-- Opening Marker --

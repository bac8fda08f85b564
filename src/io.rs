use std::io;
use std::pin::Pin;
use std::task::{Context, Poll};

use bytes::{Buf, Bytes};
use tokio::io::{AsyncRead, AsyncWrite, ReadBuf};

/// Any bidirectional byte stream the proxy can dial, hijack or relay.
pub trait AsyncStream: AsyncRead + AsyncWrite + Send + Unpin {}

impl<T: AsyncRead + AsyncWrite + Send + Unpin> AsyncStream for T {}

/// Type-erased connection handed between the dialer, the tunnel and the transport.
pub type BoxedStream = Box<dyn AsyncStream>;

/// Replays bytes that were read ahead of a protocol boundary before falling
/// through to the wrapped stream.
#[derive(Debug)]
pub struct Rewind<S> {
    pre: Bytes,
    inner: S,
}

impl<S> Rewind<S> {
    pub fn new(inner: S, pre: Bytes) -> Self {
        Self { pre, inner }
    }
}

impl<S: AsyncRead + Unpin> AsyncRead for Rewind<S> {
    fn poll_read(
        mut self: Pin<&mut Self>,
        cx: &mut Context<'_>,
        buf: &mut ReadBuf<'_>,
    ) -> Poll<io::Result<()>> {
        if !self.pre.is_empty() {
            if buf.remaining() == 0 {
                return Poll::Ready(Ok(()));
            }
            let n = self.pre.len().min(buf.remaining());
            buf.put_slice(&self.pre[..n]);
            self.pre.advance(n);
            return Poll::Ready(Ok(()));
        }
        Pin::new(&mut self.inner).poll_read(cx, buf)
    }
}

impl<S: AsyncWrite + Unpin> AsyncWrite for Rewind<S> {
    fn poll_write(
        mut self: Pin<&mut Self>,
        cx: &mut Context<'_>,
        buf: &[u8],
    ) -> Poll<io::Result<usize>> {
        Pin::new(&mut self.inner).poll_write(cx, buf)
    }

    fn poll_flush(mut self: Pin<&mut Self>, cx: &mut Context<'_>) -> Poll<io::Result<()>> {
        Pin::new(&mut self.inner).poll_flush(cx)
    }

    fn poll_shutdown(mut self: Pin<&mut Self>, cx: &mut Context<'_>) -> Poll<io::Result<()>> {
        Pin::new(&mut self.inner).poll_shutdown(cx)
    }
}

-- Closing Marker --

# YOUR OBJECTIVE:
Restate the records word for word, keeping every line.

# ANSWER TO THIS EXERCISE:
repository bac8fda08f85b564
filename src/io.rs
use std::io;
use std::pin::Pin;
use std::task::{Context, Poll};

use bytes::{Buf, Bytes};
use tokio::io::{AsyncRead, AsyncWrite, ReadBuf};

/// Any bidirectional byte stream the proxy can dial, hijack or relay.
pub trait AsyncStream: AsyncRead + AsyncWrite + Send + Unpin {}

impl<T: AsyncRead + AsyncWrite + Send + Unpin> AsyncStream for T {}

/// Type-erased connection handed between the dialer, the tunnel and the transport.
pub type BoxedStream = Box<dyn AsyncStream>;

/// Replays bytes that were read ahead of a protocol boundary before falling
/// through to the wrapped stream.
#[derive(Debug)]
pub struct Rewind<S> {
    pre: Bytes,
    inner: S,
}

impl<S> Rewind<S> {
    pub fn new(inner: S, pre: Bytes) -> Self {
        Self { pre, inner }
    }
}

impl<S: AsyncRead + Unpin> AsyncRead for Rewind<S> {
    fn poll_read(
        mut self: Pin<&mut Self>,
        cx: &mut Context<'_>,
        buf: &mut ReadBuf<'_>,
    ) -> Poll<io::Result<()>> {
        if !self.pre.is_empty() {
            if buf.remaining() == 0 {
                return Poll::Ready(Ok(()));
            }
            let n = self.pre.len().min(buf.remaining());
            buf.put_slice(&self.pre[..n]);
            self.pre.advance(n);
            return Poll::Ready(Ok(()));
        }
        Pin::new(&mut self.inner).poll_read(cx, buf)
    }
}

impl<S: AsyncWrite + Unpin> AsyncWrite for Rewind<S> {
    fn poll_write(
        mut self: Pin<&mut Self>,
        cx: &mut Context<'_>,
        buf: &[u8],
    ) -> Poll<io::Result<usize>> {
        Pin::new(&mut self.inner).poll_write(cx, buf)
    }

    fn poll_flush(mut self: Pin<&mut Self>, cx: &mut Context<'_>) -> Poll<io::Result<()>> {
        Pin::new(&mut self.inner).poll_flush(cx)
    }

    fn poll_shutdown(mut self: Pin<&mut Self>, cx: &mut Context<'_>) -> Poll<io::Result<()>> {
        Pin::new(&mut self.inner).poll_shutdown(cx)
    }
}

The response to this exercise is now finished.